*TASK*: Reproduce, from the lines below, exactly the stretch that begins at the line containing "std::fs::rename(&temp_path, path)" and ends at the line containing "fn parse_value(value: &str)", both included.
╭─ PROVIDED INFORMATION
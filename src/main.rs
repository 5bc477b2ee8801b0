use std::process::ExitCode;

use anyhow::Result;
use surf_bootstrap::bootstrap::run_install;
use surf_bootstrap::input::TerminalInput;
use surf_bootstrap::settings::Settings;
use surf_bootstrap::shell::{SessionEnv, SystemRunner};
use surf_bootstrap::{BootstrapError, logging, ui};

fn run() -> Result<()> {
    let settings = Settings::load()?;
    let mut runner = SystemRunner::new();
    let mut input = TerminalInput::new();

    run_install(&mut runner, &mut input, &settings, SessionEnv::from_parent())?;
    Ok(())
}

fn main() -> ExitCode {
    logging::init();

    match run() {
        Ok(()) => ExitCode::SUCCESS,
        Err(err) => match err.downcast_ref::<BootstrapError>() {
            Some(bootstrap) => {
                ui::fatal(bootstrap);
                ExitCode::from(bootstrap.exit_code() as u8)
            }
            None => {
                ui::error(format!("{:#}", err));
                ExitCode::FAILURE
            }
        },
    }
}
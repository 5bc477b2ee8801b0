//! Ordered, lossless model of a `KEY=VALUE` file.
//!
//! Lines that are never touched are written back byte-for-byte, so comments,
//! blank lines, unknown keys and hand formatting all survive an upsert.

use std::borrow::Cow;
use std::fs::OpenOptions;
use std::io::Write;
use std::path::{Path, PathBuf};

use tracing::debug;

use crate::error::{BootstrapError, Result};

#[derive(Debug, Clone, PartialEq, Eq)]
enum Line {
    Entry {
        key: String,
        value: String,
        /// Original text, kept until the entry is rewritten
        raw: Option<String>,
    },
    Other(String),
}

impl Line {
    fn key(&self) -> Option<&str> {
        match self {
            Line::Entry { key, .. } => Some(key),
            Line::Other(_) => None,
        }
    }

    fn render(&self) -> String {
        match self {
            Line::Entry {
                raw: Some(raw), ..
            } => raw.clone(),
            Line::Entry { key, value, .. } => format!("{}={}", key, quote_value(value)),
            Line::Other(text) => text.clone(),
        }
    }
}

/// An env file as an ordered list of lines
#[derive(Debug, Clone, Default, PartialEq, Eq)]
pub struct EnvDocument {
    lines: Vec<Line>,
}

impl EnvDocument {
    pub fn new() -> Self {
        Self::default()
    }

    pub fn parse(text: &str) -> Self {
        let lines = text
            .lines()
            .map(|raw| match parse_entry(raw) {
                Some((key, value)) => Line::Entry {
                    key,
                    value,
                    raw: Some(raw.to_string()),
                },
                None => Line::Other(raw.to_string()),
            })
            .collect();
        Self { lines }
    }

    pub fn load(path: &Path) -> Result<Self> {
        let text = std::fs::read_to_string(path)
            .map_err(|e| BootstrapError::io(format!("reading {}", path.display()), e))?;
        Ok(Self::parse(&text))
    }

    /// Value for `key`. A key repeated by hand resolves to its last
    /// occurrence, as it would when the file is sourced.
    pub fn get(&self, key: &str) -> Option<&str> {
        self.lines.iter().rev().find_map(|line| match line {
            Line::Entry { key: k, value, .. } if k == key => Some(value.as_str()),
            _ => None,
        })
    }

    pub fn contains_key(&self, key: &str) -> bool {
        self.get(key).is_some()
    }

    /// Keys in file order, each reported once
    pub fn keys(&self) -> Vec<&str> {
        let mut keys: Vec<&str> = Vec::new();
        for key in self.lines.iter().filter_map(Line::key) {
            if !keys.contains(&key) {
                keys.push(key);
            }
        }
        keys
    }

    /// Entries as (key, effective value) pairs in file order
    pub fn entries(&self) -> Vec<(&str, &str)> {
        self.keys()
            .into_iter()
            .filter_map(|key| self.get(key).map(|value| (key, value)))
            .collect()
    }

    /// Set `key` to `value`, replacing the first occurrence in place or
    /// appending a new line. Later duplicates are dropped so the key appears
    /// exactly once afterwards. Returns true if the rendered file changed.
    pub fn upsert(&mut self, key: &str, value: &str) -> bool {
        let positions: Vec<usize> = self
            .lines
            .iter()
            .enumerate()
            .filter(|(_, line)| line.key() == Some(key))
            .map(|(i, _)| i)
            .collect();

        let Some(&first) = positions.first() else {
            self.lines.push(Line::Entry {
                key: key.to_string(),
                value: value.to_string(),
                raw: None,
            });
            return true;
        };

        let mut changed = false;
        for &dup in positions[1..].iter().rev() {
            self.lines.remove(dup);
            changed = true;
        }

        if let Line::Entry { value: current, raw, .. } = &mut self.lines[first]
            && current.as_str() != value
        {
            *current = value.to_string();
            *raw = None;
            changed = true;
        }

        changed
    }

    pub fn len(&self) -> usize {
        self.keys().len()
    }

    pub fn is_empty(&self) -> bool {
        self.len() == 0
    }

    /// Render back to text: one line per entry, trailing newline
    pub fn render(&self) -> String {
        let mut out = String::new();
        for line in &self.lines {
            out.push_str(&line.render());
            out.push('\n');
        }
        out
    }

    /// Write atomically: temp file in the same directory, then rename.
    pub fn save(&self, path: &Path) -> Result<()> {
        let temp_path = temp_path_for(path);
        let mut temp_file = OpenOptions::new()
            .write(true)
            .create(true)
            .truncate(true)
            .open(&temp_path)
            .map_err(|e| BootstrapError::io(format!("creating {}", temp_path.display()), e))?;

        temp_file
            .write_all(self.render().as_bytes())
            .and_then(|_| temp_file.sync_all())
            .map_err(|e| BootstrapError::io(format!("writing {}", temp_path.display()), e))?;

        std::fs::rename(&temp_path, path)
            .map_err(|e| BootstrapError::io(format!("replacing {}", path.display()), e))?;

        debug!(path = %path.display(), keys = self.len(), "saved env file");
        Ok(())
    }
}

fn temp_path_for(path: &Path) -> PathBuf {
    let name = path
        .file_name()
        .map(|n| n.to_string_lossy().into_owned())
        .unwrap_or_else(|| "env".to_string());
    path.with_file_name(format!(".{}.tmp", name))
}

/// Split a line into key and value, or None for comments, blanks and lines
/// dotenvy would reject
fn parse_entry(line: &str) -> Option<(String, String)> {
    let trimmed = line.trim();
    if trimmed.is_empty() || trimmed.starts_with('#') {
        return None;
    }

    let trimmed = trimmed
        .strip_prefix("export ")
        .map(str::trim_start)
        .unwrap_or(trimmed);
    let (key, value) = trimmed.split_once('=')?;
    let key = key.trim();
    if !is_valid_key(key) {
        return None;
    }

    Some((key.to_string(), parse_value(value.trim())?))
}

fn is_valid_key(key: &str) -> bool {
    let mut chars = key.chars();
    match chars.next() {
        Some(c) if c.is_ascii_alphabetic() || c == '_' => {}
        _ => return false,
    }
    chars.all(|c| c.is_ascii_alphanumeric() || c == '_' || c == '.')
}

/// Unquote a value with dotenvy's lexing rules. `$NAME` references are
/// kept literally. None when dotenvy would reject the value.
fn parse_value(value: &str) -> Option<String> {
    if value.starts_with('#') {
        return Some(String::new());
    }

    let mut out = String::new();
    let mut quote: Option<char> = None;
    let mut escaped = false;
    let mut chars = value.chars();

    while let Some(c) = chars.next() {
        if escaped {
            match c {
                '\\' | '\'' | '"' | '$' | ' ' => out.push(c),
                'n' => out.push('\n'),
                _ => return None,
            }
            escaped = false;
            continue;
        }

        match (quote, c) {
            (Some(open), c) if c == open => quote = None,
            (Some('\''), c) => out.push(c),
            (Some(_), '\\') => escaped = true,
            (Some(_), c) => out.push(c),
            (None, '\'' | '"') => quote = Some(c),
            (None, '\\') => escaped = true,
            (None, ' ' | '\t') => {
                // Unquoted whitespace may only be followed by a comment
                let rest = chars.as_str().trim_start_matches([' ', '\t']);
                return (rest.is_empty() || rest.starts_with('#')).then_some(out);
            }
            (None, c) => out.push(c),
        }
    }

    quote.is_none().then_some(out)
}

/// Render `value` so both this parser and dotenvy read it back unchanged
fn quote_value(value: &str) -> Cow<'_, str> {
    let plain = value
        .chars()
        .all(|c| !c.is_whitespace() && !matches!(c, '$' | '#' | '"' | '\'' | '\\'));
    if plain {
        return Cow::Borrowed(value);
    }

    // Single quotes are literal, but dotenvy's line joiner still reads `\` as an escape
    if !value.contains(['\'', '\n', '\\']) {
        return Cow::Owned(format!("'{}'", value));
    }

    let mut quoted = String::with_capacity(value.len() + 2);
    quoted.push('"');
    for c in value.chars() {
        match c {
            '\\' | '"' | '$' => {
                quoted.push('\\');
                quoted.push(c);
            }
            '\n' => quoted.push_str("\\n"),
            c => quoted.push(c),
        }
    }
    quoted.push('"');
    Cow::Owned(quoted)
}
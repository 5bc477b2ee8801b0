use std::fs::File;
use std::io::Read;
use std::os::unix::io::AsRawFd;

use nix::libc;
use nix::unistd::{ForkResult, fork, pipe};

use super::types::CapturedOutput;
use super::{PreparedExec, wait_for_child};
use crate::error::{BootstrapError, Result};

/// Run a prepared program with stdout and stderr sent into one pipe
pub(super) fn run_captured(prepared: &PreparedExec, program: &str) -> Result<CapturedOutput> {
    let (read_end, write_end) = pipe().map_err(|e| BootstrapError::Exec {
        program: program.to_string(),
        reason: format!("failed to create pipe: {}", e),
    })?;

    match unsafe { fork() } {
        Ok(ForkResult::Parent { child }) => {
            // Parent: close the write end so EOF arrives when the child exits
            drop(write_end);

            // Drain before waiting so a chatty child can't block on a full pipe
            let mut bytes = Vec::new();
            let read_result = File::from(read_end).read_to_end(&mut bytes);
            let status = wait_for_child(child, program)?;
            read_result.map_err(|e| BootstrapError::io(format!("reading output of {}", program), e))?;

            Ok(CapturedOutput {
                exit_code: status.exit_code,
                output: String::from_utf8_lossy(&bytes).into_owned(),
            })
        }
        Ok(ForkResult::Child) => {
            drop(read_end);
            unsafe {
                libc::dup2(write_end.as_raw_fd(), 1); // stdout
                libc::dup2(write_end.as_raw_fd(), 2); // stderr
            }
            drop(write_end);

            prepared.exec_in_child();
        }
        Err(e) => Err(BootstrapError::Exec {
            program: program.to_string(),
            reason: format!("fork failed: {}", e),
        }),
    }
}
╰─
*PROBLEM SOLUTION*:
        std::fs::rename(&temp_path, path)
            .map_err(|e| BootstrapError::io(format!("replacing {}", path.display()), e))?;

        debug!(path = %path.display(), keys = self.len(), "saved env file");
        Ok(())
    }
}

fn temp_path_for(path: &Path) -> PathBuf {
    let name = path
        .file_name()
        .map(|n| n.to_string_lossy().into_owned())
        .unwrap_or_else(|| "env".to_string());
    path.with_file_name(format!(".{}.tmp", name))
}

/// Split a line into key and value, or None for comments, blanks and lines
/// dotenvy would reject
fn parse_entry(line: &str) -> Option<(String, String)> {
    let trimmed = line.trim();
    if trimmed.is_empty() || trimmed.starts_with('#') {
        return None;
    }

    let trimmed = trimmed
        .strip_prefix("export ")
        .map(str::trim_start)
        .unwrap_or(trimmed);
    let (key, value) = trimmed.split_once('=')?;
    let key = key.trim();
    if !is_valid_key(key) {
        return None;
    }

    Some((key.to_string(), parse_value(value.trim())?))
}

fn is_valid_key(key: &str) -> bool {
    let mut chars = key.chars();
    match chars.next() {
        Some(c) if c.is_ascii_alphabetic() || c == '_' => {}
        _ => return false,
    }
    chars.all(|c| c.is_ascii_alphanumeric() || c == '_' || c == '.')
}

/// Unquote a value with dotenvy's lexing rules. `$NAME` references are
/// kept literally. None when dotenvy would reject the value.
fn parse_value(value: &str) -> Option<String> {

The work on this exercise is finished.